__Directions__. Print every line of the listing below, starting with the line that holds "let target = env" and going on through the line that holds "of operator assignment", both included, and print nothing else.
☆ ☆ ☆
impl Lexer {
    #[must_use]
    pub fn new(input: &str, file_name: &str) -> Self {
        let mut lexer = Self {
            input: input.as_bytes().to_vec(),
            file: if file_name.is_empty() {
                None
            } else {
                Some(Arc::from(file_name))
            },
            position: 0,
            read_position: 0,
            line: 1,
            column: 0,
            ch: 0,
        };
        lexer.read_char();
        lexer
    }

    fn read_char(&mut self) {
        self.ch = if self.read_position >= self.input.len() {
            0
        } else {
            self.input[self.read_position]
        };
        self.position = self.read_position;
        self.read_position += 1;
        self.column += 1;
    }

    fn peek_char(&self) -> u8 {
        if self.read_position >= self.input.len() {
            0
        } else {
            self.input[self.read_position]
        }
    }

    fn skip_whitespace(&mut self) {
        while matches!(self.ch, b' ' | b'\t' | b'\n' | b'\r') {
            if self.ch == b'\n' {
                self.line += 1;
                self.column = 0;
            }
            self.read_char();
        }
    }

    fn token(&self, kind: TokenKind, literal: impl Into<String>) -> Token {
        Token::new(kind, literal, self.line, self.column, self.file.clone())
    }

    fn slice(&self, from: usize, to: usize) -> String {
        String::from_utf8_lossy(&self.input[from..to]).into_owned()
    }

    /// Consumes a two-character operator, returning its literal.
    fn read_compound(&mut self) -> String {
        let first = self.ch;
        self.read_char();
        String::from_utf8_lossy(&[first, self.ch]).into_owned()
    }

    fn read_identifier(&mut self) -> String {
        let start = self.position;
        while self.ch.is_ascii_alphanumeric() || self.ch == b'_' {
            self.read_char();
        }
        self.slice(start, self.position)
    }

    /// Reads an integer or double literal. A double with an exponent marker
    /// but no exponent digits is an illegal token carrying the consumed text.
    fn read_number_token(&mut self) -> Token {
        let start = self.position;
        while self.ch.is_ascii_digit() {
            self.read_char();
        }
        if self.ch != b'.' {
            let literal = self.slice(start, self.position);
            return self.token(TokenKind::Int, literal);
        }

        self.read_char();
        while self.ch.is_ascii_digit() {
            self.read_char();
        }
        if self.ch == b'e' {
            self.read_char();
            if self.ch == b'-' || self.ch == b'+' {
                self.read_char();
            }
            if !self.ch.is_ascii_digit() {
                let literal = self.slice(start, self.position);
                return self.token(TokenKind::Illegal, literal);
            }
            while self.ch.is_ascii_digit() {
                self.read_char();
            }
        }
        let literal = self.slice(start, self.position);
        self.token(TokenKind::Double, literal)
    }

    /// Reads a double-quoted string. The current character is the opening
    /// quote; an unterminated string becomes an illegal token.
    fn read_string_token(&mut self) -> Token {
        let start = self.position;
        while self.peek_char() != b'"' && self.peek_char() != 0 {
            if self.peek_char() == b'\n' {
                self.line += 1;
                self.column = 0;
            }
            self.read_char();
        }
        if self.peek_char() == 0 {
            self.read_char();
            let literal = unescape(&self.slice(start, self.position));
            return self.token(TokenKind::Illegal, literal);
        }
        self.read_char();
        self.read_char();
        let literal = unescape(&self.slice(start, self.position));
        self.token(TokenKind::Str, literal)
    }

    /// Reads `//` or `/!` up to (and including) the end of line.
    fn read_line_token(&mut self, kind: TokenKind) -> Token {
        let start = self.position;
        while self.peek_char() != b'\n' && self.peek_char() != 0 {
            self.read_char();
        }
        if self.peek_char() == b'\n' {
            self.read_char();
        }
        let literal = self.slice(start, self.position);
        let token = self.token(kind, literal);
        self.line += 1;
        self.column = 0;
        token
    }

    pub fn next_token(&mut self) -> Token {
        self.skip_whitespace();

        let single = |lexer: &Self, kind: TokenKind| lexer.token(kind, (lexer.ch as char).to_string());

        let token = match self.ch {
            0 => self.token(TokenKind::Eof, ""),
            b'=' => {
                if self.peek_char() == b'=' {
                    let literal = self.read_compound();
                    self.token(TokenKind::Eq, literal)
                } else {
                    single(self, TokenKind::Assign)
                }
            }
            b';' => single(self, TokenKind::Semicolon),
            b'(' => single(self, TokenKind::Lparen),
            b')' => single(self, TokenKind::Rparen),
            b'[' => single(self, TokenKind::Lbracket),
            b']' => single(self, TokenKind::Rbracket),
            b'{' => single(self, TokenKind::Lbrace),
            b'}' => single(self, TokenKind::Rbrace),
            b',' => single(self, TokenKind::Comma),
            b'.' => single(self, TokenKind::Dot),
            b'%' => single(self, TokenKind::Percent),
            b'!' => {
                if self.peek_char() == b'=' {
                    let literal = self.read_compound();
                    self.token(TokenKind::NotEq, literal)
                } else {
                    single(self, TokenKind::Bang)
                }
            }
            b'+' => {
                if self.peek_char() == b'=' {
                    let literal = self.read_compound();
                    self.token(TokenKind::PlusAssign, literal)
                } else {
                    single(self, TokenKind::Plus)
                }
            }
            b'-' => match self.peek_char() {
                b'=' => {
                    let literal = self.read_compound();
                    self.token(TokenKind::MinusAssign, literal)
                }
                b'>' => {
                    let literal = self.read_compound();
                    self.token(TokenKind::Arrow, literal)
                }
                _ => single(self, TokenKind::Minus),
            },
            b'/' => match self.peek_char() {
                b'=' => {
                    let literal = self.read_compound();
                    self.token(TokenKind::SlashAssign, literal)
                }
                b'/' => return self.read_line_token(TokenKind::Comment),
                b'!' => return self.read_line_token(TokenKind::Doc),
                _ => single(self, TokenKind::Slash),
            },
            b'*' => match self.peek_char() {
                b'*' => {
                    let literal = self.read_compound();
                    self.token(TokenKind::DoubleAsterisk, literal)
                }
                b'=' => {
                    let literal = self.read_compound();
                    self.token(TokenKind::AsteriskAssign, literal)
                }
                _ => single(self, TokenKind::Asterisk),
            },
            b'|' => {
                if self.peek_char() == b'|' {
                    let literal = self.read_compound();
                    self.token(TokenKind::DoublePipe, literal)
                } else {
                    single(self, TokenKind::Illegal)
                }
            }
            b'&' => {
                if self.peek_char() == b'&' {
                    let literal = self.read_compound();
                    self.token(TokenKind::DoubleAmpersand, literal)
                } else {
                    single(self, TokenKind::Illegal)
                }
            }
            b':' => {
                if self.peek_char() == b':' {
                    let literal = self.read_compound();
                    self.token(TokenKind::DoubleColon, literal)
                } else {
                    single(self, TokenKind::Colon)
                }
            }
            b'<' => {
                if self.peek_char() == b'=' {
                    let literal = self.read_compound();
                    self.token(TokenKind::LtEq, literal)
                } else {
                    single(self, TokenKind::Lt)
                }
            }
            b'>' => {
                if self.peek_char() == b'=' {
                    let literal = self.read_compound();
                    self.token(TokenKind::GtEq, literal)
                } else {
                    single(self, TokenKind::Gt)
                }
            }
            b'"' => return self.read_string_token(),
            ch if ch.is_ascii_alphabetic() || ch == b'_' => {
                let column = self.column;
                let line = self.line;
                let literal = self.read_identifier();
                let kind = TokenKind::lookup_ident(&literal);
                return Token::new(kind, literal, line, column, self.file.clone());
            }
            ch if ch.is_ascii_digit() => return self.read_number_token(),
            _ => single(self, TokenKind::Illegal),
        };

        self.read_char();
        token
    }
}
//! Member access (`.`), module member access (`::`) and member
//! assignment.
//!
//! Function lookup takes precedence over property lookup of the same name,
//! both for user types and for the builtin per-tag method tables.

use crate::ast::Expression;
use crate::env::EnvRef;
use crate::errors::{ErrorKind, ErrorObj, EvalResult, Flow};
use crate::object::{
    alloc, deep_clone, is_value_assigned, BoundBuiltinFunction, BoundProperty, BoundUserFunction,
    ObjectKind,
};
use crate::typing::is_compatible_value;

use super::Evaluator;

impl Evaluator<'_> {
    pub(crate) fn eval_member_expression(&mut self, expression: &Expression, env: &EnvRef) -> EvalResult {
        let Expression::Member {
            token,
            expression: target,
            member,
        } = expression
        else {
            return Err(Flow::Error(ErrorObj::type_err("expected member expression")));
        };

        let mut receiver = self.eval_expression(target, env, None)?;
        receiver = self.unwrap_member_value(receiver);

        let tag = receiver.borrow().tag();

        // builtin tags resolve through the per-tag method table
        if let Some(table) = self.registry.type_tables.get(&tag) {
            if let Some(method) = table.functions.get(member.value.as_str()) {
                return Ok(alloc(ObjectKind::BoundBuiltinTypeFunction(
                    BoundBuiltinFunction {
                        receiver,
                        method: method.clone(),
                    },
                )));
            }
            if let Some(slot) = table.properties.get(member.value.as_str()) {
                return Ok(alloc(ObjectKind::BoundBuiltinTypeProperty(BoundProperty {
                    receiver,
                    slot: slot.clone(),
                })));
            }
        }

        let resolution = match &receiver.borrow().kind {
            ObjectKind::UserObject(instance) => {
                if let Some(function) = instance.user_type.functions.get(member.value.as_str()) {
                    Some(Ok(ObjectKind::BoundUserTypeFunction(BoundUserFunction {
                        receiver: receiver.clone(),
                        function: function.clone(),
                    })))
                } else if let Some(slot) = instance.properties.get(member.value.as_str()) {
                    Some(Ok(ObjectKind::BoundUserTypeProperty(BoundProperty {
                        receiver: receiver.clone(),
                        slot: slot.clone(),
                    })))
                } else {
                    Some(Err(format!(
                        "Cannot resolve object member {}",
                        member.value
                    )))
                }
            }
            ObjectKind::UserType(user_type) => {
                if let Some(function) = user_type.functions.get(member.value.as_str()) {
                    Some(Ok(ObjectKind::BoundUserTypeFunction(BoundUserFunction {
                        receiver: receiver.clone(),
                        function: function.clone(),
                    })))
                } else if let Some(slot) = user_type.properties.get(member.value.as_str()) {
                    Some(Ok(ObjectKind::BoundUserTypeProperty(BoundProperty {
                        receiver: receiver.clone(),
                        slot: slot.clone(),
                    })))
                } else {
                    Some(Err(format!("Cannot resolve type member {}", member.value)))
                }
            }
            ObjectKind::Module(module) => {
                return module
                    .env
                    .borrow()
                    .get(&member.value)
                    .map_err(|error| Flow::Error(error.stamped(token)));
            }
            _ => None,
        };

        match resolution {
            Some(Ok(kind)) => Ok(alloc(kind)),
            Some(Err(message)) => Err(Flow::Error(ErrorObj::with_token(
                ErrorKind::TypeError,
                message,
                token.clone(),
            ))),
            None => Err(Flow::Error(ErrorObj::with_token(
                ErrorKind::TypeError,
                format!("Cannot evaluate member expression of type {tag}"),
                token.clone(),
            ))),
        }
    }

    pub(crate) fn eval_module_member_expression(
        &mut self,
        expression: &Expression,
        env: &EnvRef,
    ) -> EvalResult {
        let Expression::ModuleMember {
            token,
            expression: target,
            member,
        } = expression
        else {
            return Err(Flow::Error(ErrorObj::type_err(
                "expected module member expression",
            )));
        };

        let receiver = self.eval_expression(target, env, None)?;
        let resolved = match &receiver.borrow().kind {
            ObjectKind::Module(module) => module.env.borrow().get(&member.value),
            other => Err(ErrorObj::type_err(format!(
                "Cannot evaluate module member expression of type {}",
                other.tag()
            ))),
        };
        resolved.map_err(|error| Flow::Error(error.stamped(token)))
    }

    /// Assignment through `target.member = value`: resolves the property
    /// slot, which must exist and be non-const, and replaces its value
    /// after a declared-type check.
    pub(crate) fn eval_member_assignment(
        &mut self,
        left: &Expression,
        right: &Expression,
        env: &EnvRef,
        token: &crate::token::Token,
    ) -> EvalResult {
        let bound = self.eval_member_expression(left, env)?;
        let value = self.eval_expression(right, env, None)?;

        let slot = match &bound.borrow().kind {
            ObjectKind::BoundBuiltinTypeProperty(property)
            | ObjectKind::BoundUserTypeProperty(property) => Some(property.slot.clone()),
            _ => None,
        };
        let Some(slot) = slot else {
            return Err(Flow::Error(ErrorObj::with_token(
                ErrorKind::TypeError,
                "Cannot update member",
                token.clone(),
            )));
        };

        {
            let slot_guard = slot.borrow();
            if slot_guard.constant {
                return Err(Flow::Error(ErrorObj::with_token(
                    ErrorKind::TypeError,
                    format!("Cannot update const member {}", left.text()),
                    token.clone(),
                )));
            }
            if !is_compatible_value(slot_guard.declared_type.as_ref(), &value, Some(&slot_guard.value)) {
                let declared = slot_guard
                    .declared_type
                    .as_ref()
                    .map_or_else(String::new, |ty| ty.text());
                return Err(Flow::Error(ErrorObj::with_token(
                    ErrorKind::TypeError,
                    format!(
                        "Incompatible type {declared} for {}",
                        crate::object::inspect(&value)
                    ),
                    token.clone(),
                )));
            }
        }

        slot.borrow_mut().value = if is_value_assigned(&value) {
            deep_clone(&value)
        } else {
            value
        };
        Ok(bound)
    }
}
//! Infix operators, including assignment and compound assignment.
//!
//! Assignment is parsed as an ordinary infix node; the evaluator
//! dispatches on the left-hand side's shape. Operands evaluate left then
//! right; bound properties are unwrapped to their values first.

use crate::ast::Expression;
use crate::env::EnvRef;
use crate::errors::{ErrorKind, ErrorObj, EvalResult, Flow};
use crate::object::{
    alloc, boolean_obj, deep_clone, double_obj, integer_obj, is_value_assigned, object_eq,
    string_obj, ObjectKind, ObjectRef, Tag,
};
use crate::token::TokenKind;
use crate::typing::is_compatible_value;

use super::Evaluator;

impl Evaluator<'_> {
    pub(crate) fn eval_infix_expression(&mut self, expression: &Expression, env: &EnvRef) -> EvalResult {
        let Expression::Infix {
            token,
            operator,
            left,
            right,
        } = expression
        else {
            return Err(Flow::Error(ErrorObj::type_err("expected infix expression")));
        };

        if operator.kind == TokenKind::Assign {
            return self.eval_assignment(left, right, env, token);
        }
        if matches!(
            operator.kind,
            TokenKind::PlusAssign
                | TokenKind::MinusAssign
                | TokenKind::SlashAssign
                | TokenKind::AsteriskAssign
        ) {
            return self.eval_compound_assignment(operator.kind, left, right, env, token);
        }

        let left_value = self.eval_expression(left, env, None)?;
        let left_value = self.unwrap_member_value(left_value);
        let right_value = self.eval_expression(right, env, None)?;
        let right_value = self.unwrap_member_value(right_value);
        apply_infix_operator(operator.kind, &left_value, &right_value)
            .map_err(|error| Flow::Error(error.stamped(token)))
    }

    fn eval_assignment(
        &mut self,
        left: &Expression,
        right: &Expression,
        env: &EnvRef,
        token: &crate::token::Token,
    ) -> EvalResult {
        match left {
            Expression::Identifier(identifier) => {
                let value = self.eval_expression(right, env, None)?;
                self.assign_identifier(identifier, &value, env, token)
            }
            Expression::Index {
                expression, index, ..
            } => {
                let container = self.eval_expression(expression, env, None)?;
                let index_value = self.eval_expression(index, env, None)?;
                let value = self.eval_expression(right, env, None)?;
                self.update_container(&container, &index_value, &value, token)
            }
            Expression::Member { .. } => self.eval_member_assignment(left, right, env, token),
            _ => Err(Flow::Error(ErrorObj::with_token(
                ErrorKind::TypeError,
                format!(
                    "Lefthand of assignment needs to be identifier or index expression, found {}",
                    left.text()
                ),
                token.clone(),
            ))),
        }
    }

    pub(crate) fn assign_identifier(
        &mut self,
        identifier: &crate::ast::Identifier,
        value: &ObjectRef,
        env: &EnvRef,
        token: &crate::token::Token,
    ) -> EvalResult {
        let existing = env
            .borrow()
            .get(&identifier.value)
            .map_err(|error| Flow::Error(error.stamped(&identifier.token)))?;
        let declared_type = env.borrow().get_type(&identifier.value);

        if !is_compatible_value(declared_type.as_ref(), value, Some(&existing)) {
            let declared = declared_type.as_ref().map_or_else(
                || crate::typing::compute_type_of_value(&existing)
                    .map_or_else(String::new, |ty| ty.text()),
                |ty| ty.text(),
            );
            return Err(Flow::Error(ErrorObj::with_token(
                ErrorKind::TypeError,
                format!("Incompatible type {declared}"),
                token.clone(),
            )));
        }

        let stored = if is_value_assigned(value) {
            deep_clone(value)
        } else {
            value.clone()
        };
        stored.borrow_mut().declared_type = declared_type;

        env.borrow_mut()
            .set(&identifier.value, stored)
            .map_err(|error| Flow::Error(error.stamped(token)))
    }

    /// `+= -= *= /=` mutate the target in place; both sides must share a
    /// scalar tag.
    fn eval_compound_assignment(
        &mut self,
        operator: TokenKind,
        left: &Expression,
        right: &Expression,
        env: &EnvRef,
        token: &crate::token::Token,
    ) -> EvalResult {
        match left {
            Expression::Identifier(identifier) => {
                let target = env
                    .borrow()
                    .get(&identifier.value)
                    .map_err(|error| Flow::Error(error.stamped(&identifier.token)))?;
                let right_value = self.eval_expression(right, env, None)?;
                let right_value = self.unwrap_member_value(right_value);
                apply_compound_operator(operator, &target, &right_value)
                    .map_err(|error| Flow::Error(error.stamped(token)))?;
                Ok(target)
            }
            Expression::Index {
                expression, index, ..
            } => {
                let container = self.eval_expression(expression, env, None)?;
                let index_value = self.eval_expression(index, env, None)?;
                let right_value = self.eval_expression(right, env, None)?;
                let right_value = self.unwrap_member_value(right_value);

                // dense arrays hand out copies when indexed, so compute the
                // new element and write it back through the update path
                let element = self.eval_index_value(&container, &index_value, token)?;
                apply_compound_operator(operator, &element, &right_value)
                    .map_err(|error| Flow::Error(error.stamped(token)))?;
                self.update_container(&container, &index_value, &element, token)?;
                Ok(element)
            }
            _ => Err(Flow::Error(ErrorObj::with_token(
                ErrorKind::TypeError,
                format!(
                    "Lefthand of operator assignment needs to be identifier found {}",
                    left.text()
                ),
                token.clone(),
            ))),
        }
    }

    /// Bound property values participate in operators as their underlying
    /// value.
    pub(crate) fn unwrap_member_value(&self, value: ObjectRef) -> ObjectRef {
        let unwrapped = match &value.borrow().kind {
            ObjectKind::BoundBuiltinTypeProperty(bound)
            | ObjectKind::BoundUserTypeProperty(bound) => Some(bound.slot.borrow().value.clone()),
            _ => None,
        };
        unwrapped.unwrap_or(value)
    }
}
☆ ☆ ☆
__Response for this exercise__.
                let target = env
                    .borrow()
                    .get(&identifier.value)
                    .map_err(|error| Flow::Error(error.stamped(&identifier.token)))?;
                let right_value = self.eval_expression(right, env, None)?;
                let right_value = self.unwrap_member_value(right_value);
                apply_compound_operator(operator, &target, &right_value)
                    .map_err(|error| Flow::Error(error.stamped(token)))?;
                Ok(target)
            }
            Expression::Index {
                expression, index, ..
            } => {
                let container = self.eval_expression(expression, env, None)?;
                let index_value = self.eval_expression(index, env, None)?;
                let right_value = self.eval_expression(right, env, None)?;
                let right_value = self.unwrap_member_value(right_value);

                // dense arrays hand out copies when indexed, so compute the
                // new element and write it back through the update path
                let element = self.eval_index_value(&container, &index_value, token)?;
                apply_compound_operator(operator, &element, &right_value)
                    .map_err(|error| Flow::Error(error.stamped(token)))?;
                self.update_container(&container, &index_value, &element, token)?;
                Ok(element)
            }
            _ => Err(Flow::Error(ErrorObj::with_token(
                ErrorKind::TypeError,
                format!(
                    "Lefthand of operator assignment needs to be identifier found {}",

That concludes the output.